__Exercise objective__.
Locate all lines in the data below that hold "lightning" and show them.

^^^^^^^^^^^^^^^^

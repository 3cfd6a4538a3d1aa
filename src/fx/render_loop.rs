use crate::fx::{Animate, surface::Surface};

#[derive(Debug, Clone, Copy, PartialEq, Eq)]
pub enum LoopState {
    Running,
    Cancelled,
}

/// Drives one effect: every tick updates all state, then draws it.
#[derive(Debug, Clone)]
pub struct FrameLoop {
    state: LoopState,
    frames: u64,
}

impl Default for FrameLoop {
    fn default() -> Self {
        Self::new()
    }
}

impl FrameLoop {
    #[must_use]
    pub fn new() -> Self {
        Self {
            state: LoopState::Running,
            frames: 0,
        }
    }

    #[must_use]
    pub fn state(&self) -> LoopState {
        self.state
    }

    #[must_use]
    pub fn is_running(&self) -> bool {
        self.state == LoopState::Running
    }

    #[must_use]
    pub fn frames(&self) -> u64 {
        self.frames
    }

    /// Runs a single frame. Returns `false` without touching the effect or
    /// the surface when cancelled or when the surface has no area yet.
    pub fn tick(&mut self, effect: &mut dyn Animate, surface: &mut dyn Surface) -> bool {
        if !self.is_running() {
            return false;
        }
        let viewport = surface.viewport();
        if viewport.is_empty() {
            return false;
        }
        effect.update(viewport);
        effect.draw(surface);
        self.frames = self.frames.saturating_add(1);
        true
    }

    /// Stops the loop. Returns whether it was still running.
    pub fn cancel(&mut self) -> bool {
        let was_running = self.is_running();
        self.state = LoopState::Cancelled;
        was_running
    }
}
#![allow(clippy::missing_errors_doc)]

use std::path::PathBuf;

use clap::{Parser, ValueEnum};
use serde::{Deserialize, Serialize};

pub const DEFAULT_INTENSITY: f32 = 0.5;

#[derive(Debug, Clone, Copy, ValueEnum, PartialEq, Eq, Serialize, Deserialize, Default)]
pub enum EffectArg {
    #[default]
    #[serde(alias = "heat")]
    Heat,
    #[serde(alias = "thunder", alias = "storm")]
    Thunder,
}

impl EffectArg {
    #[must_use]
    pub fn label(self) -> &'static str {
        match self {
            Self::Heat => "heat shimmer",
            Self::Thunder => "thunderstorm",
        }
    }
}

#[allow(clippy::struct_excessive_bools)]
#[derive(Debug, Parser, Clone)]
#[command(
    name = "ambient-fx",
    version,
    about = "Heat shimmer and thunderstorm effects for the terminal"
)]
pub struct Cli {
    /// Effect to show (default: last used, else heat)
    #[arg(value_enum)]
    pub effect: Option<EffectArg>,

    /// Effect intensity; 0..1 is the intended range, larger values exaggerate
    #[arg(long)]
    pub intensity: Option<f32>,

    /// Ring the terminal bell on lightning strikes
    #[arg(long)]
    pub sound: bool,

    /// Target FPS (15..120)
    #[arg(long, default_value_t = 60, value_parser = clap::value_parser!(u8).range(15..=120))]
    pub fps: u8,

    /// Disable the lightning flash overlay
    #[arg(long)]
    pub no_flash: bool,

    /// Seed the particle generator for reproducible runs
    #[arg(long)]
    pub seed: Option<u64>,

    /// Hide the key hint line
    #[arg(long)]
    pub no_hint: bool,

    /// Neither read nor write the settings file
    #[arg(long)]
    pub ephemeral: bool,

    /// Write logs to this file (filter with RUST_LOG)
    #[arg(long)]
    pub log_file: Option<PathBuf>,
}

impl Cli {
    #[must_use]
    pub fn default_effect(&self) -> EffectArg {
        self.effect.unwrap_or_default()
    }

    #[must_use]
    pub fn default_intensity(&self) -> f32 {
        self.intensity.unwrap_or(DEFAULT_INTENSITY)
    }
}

^^^^^^^^^^^^^^^^

__Response box__.
    /// Ring the terminal bell on lightning strikes
    /// Disable the lightning flash overlay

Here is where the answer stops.